I was in Oxford today for a meeting at Queen’s and afterwards I walked briskly along Broad Street. The city was entrancing in the afternoon sunshine. It’s got so much lovely honey-coloured stone. I tried to take a panoramic sequence of Balliol as I sped along, rushing to catch a bus. The moral — as you can see from the result — is: never do panoramas in a hurry!
I love Balliol. It’s such an architectural jumble. I’m reminded of the story of Benjamin Jowett, the celebrated Master, coming out of the front gate and being confronted by some market stalls. He queried the price of some goods. The aggrieved stallholder protested to him that it was “impossible for an honest man to make a living, these days”. “Well, my good man”, said Jowett, “cheat as little as you can”.

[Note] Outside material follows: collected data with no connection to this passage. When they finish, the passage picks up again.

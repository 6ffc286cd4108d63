// src/catalog/entries.rs

use serde::Serialize;

use crate::common::i18n::Localized;

/// Sentinela do filtro que mostra todas as categorias.
pub const ALL_CATEGORIES: &str = "all";

/// Cartão do catálogo de apps. Lista estática e imutável.
#[derive(Debug, Clone, Copy, PartialEq, Eq, Serialize)]
#[serde(rename_all = "camelCase")]
pub struct CatalogEntry {
    pub id: &'static str,
    pub category: &'static str,
    pub title: &'static str,
    pub short_desc: &'static str,
    pub key_features: &'static [&'static str],
    pub tag: Option<&'static str>,
    pub stack: &'static [&'static str],
}

#[derive(Debug, Clone, Copy, PartialEq, Eq, Serialize)]
pub struct CategoryOption {
    pub key: &'static str,
    pub label: Localized,
}

pub const CATEGORIES: &[CategoryOption] = &[
    CategoryOption { key: ALL_CATEGORIES, label: Localized::new("جميع الأنواع", "All types") },
    CategoryOption { key: "ecommerce", label: Localized::new("تجارة إلكترونية", "E-commerce") },
    CategoryOption { key: "services", label: Localized::new("خدمات عند الطلب", "On-demand services") },
    CategoryOption { key: "education", label: Localized::new("تعليم", "Education") },
    CategoryOption { key: "health", label: Localized::new("صحة", "Health") },
    CategoryOption { key: "fintech", label: Localized::new("مالية/مدفوعات", "Fintech/Payments") },
    CategoryOption { key: "logistics", label: Localized::new("توصيل/نقل", "Delivery/Transport") },
    CategoryOption { key: "media", label: Localized::new("وسائط/ترفيه", "Media/Entertainment") },
];

pub fn find(id: &str) -> Option<&'static CatalogEntry> {
    ENTRIES.iter().find(|entry| entry.id == id)
}

pub static ENTRIES: &[CatalogEntry] = &[
    CatalogEntry {
        id: "ec1",
        category: "ecommerce",
        title: "متجر إلكتروني متعدد البائعين",
        short_desc: "تحويل البيع إلى أونلاين مع إدارة مخزون ودفع آمن",
        key_features: &["سلة شراء متقدمة", "بوابات دفع محلية وعالمية", "كوبونات وعروض", "تقارير المبيعات", "دعم عربي/إنجليزي"],
        tag: Some("Enterprise"),
        stack: &["React Native", "Node.js/Express", "PostgreSQL", "Redis", "Stripe"],
    },
    CatalogEntry {
        id: "ec2",
        category: "ecommerce",
        title: "متجر D2C سريع الإطلاق",
        short_desc: "أطلق متجرك خلال أسابيع",
        key_features: &["قوالب جاهزة", "دفع آمن", "ربط شحن", "إشعارات فورية"],
        tag: Some("MVP"),
        stack: &["Flutter", "Firebase", "Cloud Functions", "Stripe"],
    },
    CatalogEntry {
        id: "ec3",
        category: "ecommerce",
        title: "تطبيق عروض وكوبونات",
        short_desc: "منصة للعروض والخصومات الذكية",
        key_features: &["كوبونات QR", "عروض موقعية", "برنامج ولاء", "تتبع الاستخدام", "تحليلات متقدمة"],
        tag: None,
        stack: &["React Native", "Node.js", "PostgreSQL", "Redis"],
    },
    CatalogEntry {
        id: "sv1",
        category: "services",
        title: "طلب خدمات عند الطلب",
        short_desc: "حجوزات وفوترة وتتبع مزودين",
        key_features: &["خرائط وتتبع", "مواعيد ودفعات", "مراجعات العملاء", "نظام تقييم", "دعم متعدد الخدمات"],
        tag: None,
        stack: &["React Native", "Node.js", "MongoDB", "Socket.io"],
    },
    CatalogEntry {
        id: "sv2",
        category: "services",
        title: "تطبيق صيانة منزلية",
        short_desc: "كهرباء، سباكة، تكييف بنقرة واحدة",
        key_features: &["حجز فوري", "فنيين معتمدين", "تسعير شفاف", "ضمان الخدمة", "متابعة الطلب"],
        tag: None,
        stack: &["Flutter", "Firebase", "Cloud Functions", "Google Maps"],
    },
    CatalogEntry {
        id: "sv3",
        category: "services",
        title: "منصة خدمات تنظيف",
        short_desc: "تنظيف منازل ومكاتب بمعايير عالية",
        key_features: &["جدولة ذكية", "فرق مدربة", "مواد آمنة", "تقييم بعد الخدمة", "اشتراكات دورية"],
        tag: None,
        stack: &["React Native", "Node.js", "PostgreSQL", "Socket.io"],
    },
    CatalogEntry {
        id: "ed1",
        category: "education",
        title: "منصة تعلم إلكتروني",
        short_desc: "كورسات، اختبارات، شهادات",
        key_features: &["بث مباشر", "اختبارات تفاعلية", "لوحة مدرس", "تتبع التقدم", "شهادات معتمدة"],
        tag: None,
        stack: &["React Native", "WebRTC", "PostgreSQL", "AWS S3"],
    },
    CatalogEntry {
        id: "ed2",
        category: "education",
        title: "تطبيق تعلم لغات",
        short_desc: "تعلم اللغات بطريقة تفاعلية وممتعة",
        key_features: &["دروس تفاعلية", "تقييم النطق", "ألعاب تعليمية", "متابعة اليومية", "دردشة مع ناطقين"],
        tag: None,
        stack: &["Flutter", "AI/ML APIs", "Firebase", "Speech Recognition"],
    },
    CatalogEntry {
        id: "ed3",
        category: "education",
        title: "مدرسة افتراضية",
        short_desc: "إدارة مدرسية شاملة ومتكاملة",
        key_features: &["حضور وغياب", "درجات ونتائج", "تواصل أولياء أمور", "جدول حصص", "مكتبة رقمية"],
        tag: None,
        stack: &["React Native", "Node.js", "PostgreSQL", "WebRTC"],
    },
    CatalogEntry {
        id: "he1",
        category: "health",
        title: "عيادة عن بُعد",
        short_desc: "مواعيد، وصفات، سجلات",
        key_features: &["مكالمات فيديو", "وصفات PDF", "سجلات مشفرة", "تذكير بالدواء", "تقارير طبية"],
        tag: None,
        stack: &["React Native", "WebRTC", "PostgreSQL", "End-to-End Encryption"],
    },
    CatalogEntry {
        id: "he2",
        category: "health",
        title: "متابعة اللياقة الذكية",
        short_desc: "تمارين، تغذية، تتبع صحي شامل",
        key_features: &["برامج تمارين مخصصة", "تتبع السعرات", "مراقبة الوزن", "تحفيز ذكي", "تقارير صحية"],
        tag: None,
        stack: &["Flutter", "AI/ML", "Firebase", "HealthKit/Google Fit"],
    },
    CatalogEntry {
        id: "he3",
        category: "health",
        title: "إدارة العيادات",
        short_desc: "نظام شامل لإدارة العيادات والمرضى",
        key_features: &["حجز المواعيد", "ملفات المرضى", "إدارة المخزون", "الفوترة الطبية", "تقارير إدارية"],
        tag: None,
        stack: &["React Native", "Node.js", "PostgreSQL", "PDF Generation"],
    },
    CatalogEntry {
        id: "fi1",
        category: "fintech",
        title: "محفظة ومدفوعات رقمية",
        short_desc: "تحصيل وسداد آمن مع ميزات متقدمة",
        key_features: &["KYC متقدم", "تقارير مالية", "تصاريح دقيقة", "حماية متعددة الطبقات", "دعم عملات متعددة"],
        tag: None,
        stack: &["React Native", "Node.js", "PostgreSQL", "Blockchain", "Encryption"],
    },
    CatalogEntry {
        id: "fi2",
        category: "fintech",
        title: "منصة استثمار ذكية",
        short_desc: "استثمار آمن مع نصائح مالية ذكية",
        key_features: &["محفظة متنوعة", "تحليلات السوق", "استثمار تلقائي", "إدارة المخاطر", "تقارير أداء"],
        tag: None,
        stack: &["Flutter", "AI/ML", "Real-time APIs", "Advanced Analytics"],
    },
    CatalogEntry {
        id: "fi3",
        category: "fintech",
        title: "نظام التمويل الجماعي",
        short_desc: "منصة تمويل جماعي للمشاريع",
        key_features: &["إدارة المشاريع", "نظام تبرعات", "تتبع الأهداف", "شفافية كاملة", "تقارير للمانحين"],
        tag: None,
        stack: &["React Native", "Node.js", "PostgreSQL", "Payment Gateways"],
    },
    CatalogEntry {
        id: "lg1",
        category: "logistics",
        title: "نظام توصيل طلبات",
        short_desc: "أسطول وتتبع حي مع إدارة شاملة",
        key_features: &["خرائط حية", "مسارات ذكية", "إثبات التسليم", "إدارة الأسطول", "تحسين الطرق"],
        tag: None,
        stack: &["React Native", "Node.js", "PostgreSQL", "Google Maps", "Socket.io"],
    },
    CatalogEntry {
        id: "lg2",
        category: "logistics",
        title: "إدارة المخازن الذكية",
        short_desc: "نظام مخازن متطور مع تتبع دقيق",
        key_features: &["مسح QR/Barcode", "تتبع المخزون", "تقارير حية", "تنبيهات نفاد", "إدارة الموردين"],
        tag: None,
        stack: &["Flutter", "Node.js", "PostgreSQL", "Barcode Scanner"],
    },
    CatalogEntry {
        id: "lg3",
        category: "logistics",
        title: "شحن وتتبع البضائع",
        short_desc: "نظام شحن متكامل مع تتبع عالمي",
        key_features: &["تتبع عالمي", "حساب التكلفة", "جدولة الشحن", "تأمين البضائع", "إشعارات التسليم"],
        tag: None,
        stack: &["React Native", "Node.js", "PostgreSQL", "APIs شركات الشحن"],
    },
    CatalogEntry {
        id: "md1",
        category: "media",
        title: "منصة محتوى ووسائط",
        short_desc: "فيديو وبث وتفاعل مع الجمهور",
        key_features: &["رفع وسائط متقدم", "تعليقات وتفاعل", "تنبيهات Push", "بث مباشر", "أنظمة اشتراك"],
        tag: None,
        stack: &["React Native", "Node.js", "PostgreSQL", "CDN", "WebRTC"],
    },
    CatalogEntry {
        id: "md2",
        category: "media",
        title: "تطبيق ألعاب تفاعلية",
        short_desc: "ألعاب جماعية ومسابقات مع جوائز",
        key_features: &["ألعاب متعددة اللاعبين", "مسابقات يومية", "نظام نقاط", "جوائز حقيقية", "ترتيب عالمي"],
        tag: None,
        stack: &["Unity/Flutter", "Real-time Gaming", "Node.js", "Socket.io"],
    },
];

I’d love to have known Jowett (though I am pretty sure the feeling would not have been reciprocated). He was a great reformer of Oxford traditions whose motto was “Never retreat. Never explain. Get it done and let them howl.” According to Wikipedia, a Balliol undergraduate described him in doggerel thus:
First come I. My name is Jowett.
There’s no knowledge but I know it.
I am the Master of this College,
What I don’t know isn’t knowledge.
Balliol used to be famous for producing graduates who ran the country (including a raft of British prime ministers, though not Tony Blair). Geoffrey Madam said that “at the top of every tree there is an arboreal slum of Balliol men”. In the 1930s it had a reputation as a haven for liberals. Evelyn Waugh and his reactionary friends once provoked a riot in an Oxford cinema by shouting “Well rowed, Balliol!” when a film showed a group of South American natives paddling briskly along in a dug-out canoe.